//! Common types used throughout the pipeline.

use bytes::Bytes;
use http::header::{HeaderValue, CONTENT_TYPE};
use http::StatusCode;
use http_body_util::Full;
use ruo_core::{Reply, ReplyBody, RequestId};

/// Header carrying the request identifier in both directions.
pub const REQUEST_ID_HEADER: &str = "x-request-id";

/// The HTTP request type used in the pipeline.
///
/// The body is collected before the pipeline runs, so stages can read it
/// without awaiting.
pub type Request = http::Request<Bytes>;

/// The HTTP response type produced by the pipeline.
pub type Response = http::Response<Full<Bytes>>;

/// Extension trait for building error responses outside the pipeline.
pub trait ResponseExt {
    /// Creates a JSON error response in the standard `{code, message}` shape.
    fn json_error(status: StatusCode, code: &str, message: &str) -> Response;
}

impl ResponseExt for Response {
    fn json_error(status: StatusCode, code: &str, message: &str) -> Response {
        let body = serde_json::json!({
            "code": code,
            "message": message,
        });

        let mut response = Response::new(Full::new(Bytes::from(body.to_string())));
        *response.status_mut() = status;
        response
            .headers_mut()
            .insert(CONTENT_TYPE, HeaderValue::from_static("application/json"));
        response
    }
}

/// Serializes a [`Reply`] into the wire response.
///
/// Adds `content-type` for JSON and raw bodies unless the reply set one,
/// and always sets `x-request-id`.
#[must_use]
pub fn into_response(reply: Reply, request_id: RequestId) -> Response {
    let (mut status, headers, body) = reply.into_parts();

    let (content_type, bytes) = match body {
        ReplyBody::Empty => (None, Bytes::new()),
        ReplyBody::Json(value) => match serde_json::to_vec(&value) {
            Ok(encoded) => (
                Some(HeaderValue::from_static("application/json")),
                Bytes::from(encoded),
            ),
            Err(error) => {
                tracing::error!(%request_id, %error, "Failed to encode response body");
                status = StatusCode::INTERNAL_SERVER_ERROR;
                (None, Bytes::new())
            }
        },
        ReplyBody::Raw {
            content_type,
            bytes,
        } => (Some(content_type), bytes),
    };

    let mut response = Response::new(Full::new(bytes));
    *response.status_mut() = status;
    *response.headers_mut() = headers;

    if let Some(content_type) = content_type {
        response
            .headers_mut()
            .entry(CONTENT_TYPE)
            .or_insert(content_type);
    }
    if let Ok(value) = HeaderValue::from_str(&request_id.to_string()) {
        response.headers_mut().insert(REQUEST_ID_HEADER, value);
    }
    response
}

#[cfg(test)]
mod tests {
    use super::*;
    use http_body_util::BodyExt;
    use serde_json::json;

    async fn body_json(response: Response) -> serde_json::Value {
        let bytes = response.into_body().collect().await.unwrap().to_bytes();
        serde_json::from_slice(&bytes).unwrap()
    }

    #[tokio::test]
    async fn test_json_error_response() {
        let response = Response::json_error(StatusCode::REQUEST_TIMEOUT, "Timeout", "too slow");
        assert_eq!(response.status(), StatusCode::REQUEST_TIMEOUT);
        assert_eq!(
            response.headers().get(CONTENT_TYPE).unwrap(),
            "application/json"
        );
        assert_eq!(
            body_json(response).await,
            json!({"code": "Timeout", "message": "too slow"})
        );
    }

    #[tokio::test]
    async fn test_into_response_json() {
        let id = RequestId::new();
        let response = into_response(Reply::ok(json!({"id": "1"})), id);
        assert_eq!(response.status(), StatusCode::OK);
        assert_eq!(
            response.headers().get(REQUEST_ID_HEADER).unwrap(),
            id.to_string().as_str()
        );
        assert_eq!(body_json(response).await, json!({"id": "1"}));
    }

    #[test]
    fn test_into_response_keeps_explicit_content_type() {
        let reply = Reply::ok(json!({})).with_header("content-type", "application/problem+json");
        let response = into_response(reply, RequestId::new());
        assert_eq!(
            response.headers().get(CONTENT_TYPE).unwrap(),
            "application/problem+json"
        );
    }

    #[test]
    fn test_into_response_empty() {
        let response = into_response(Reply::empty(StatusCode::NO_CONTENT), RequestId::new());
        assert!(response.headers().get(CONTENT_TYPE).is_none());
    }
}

Required work
Determine the number of lines in the data that include the word "application", and provide that number without comment.

Response below
5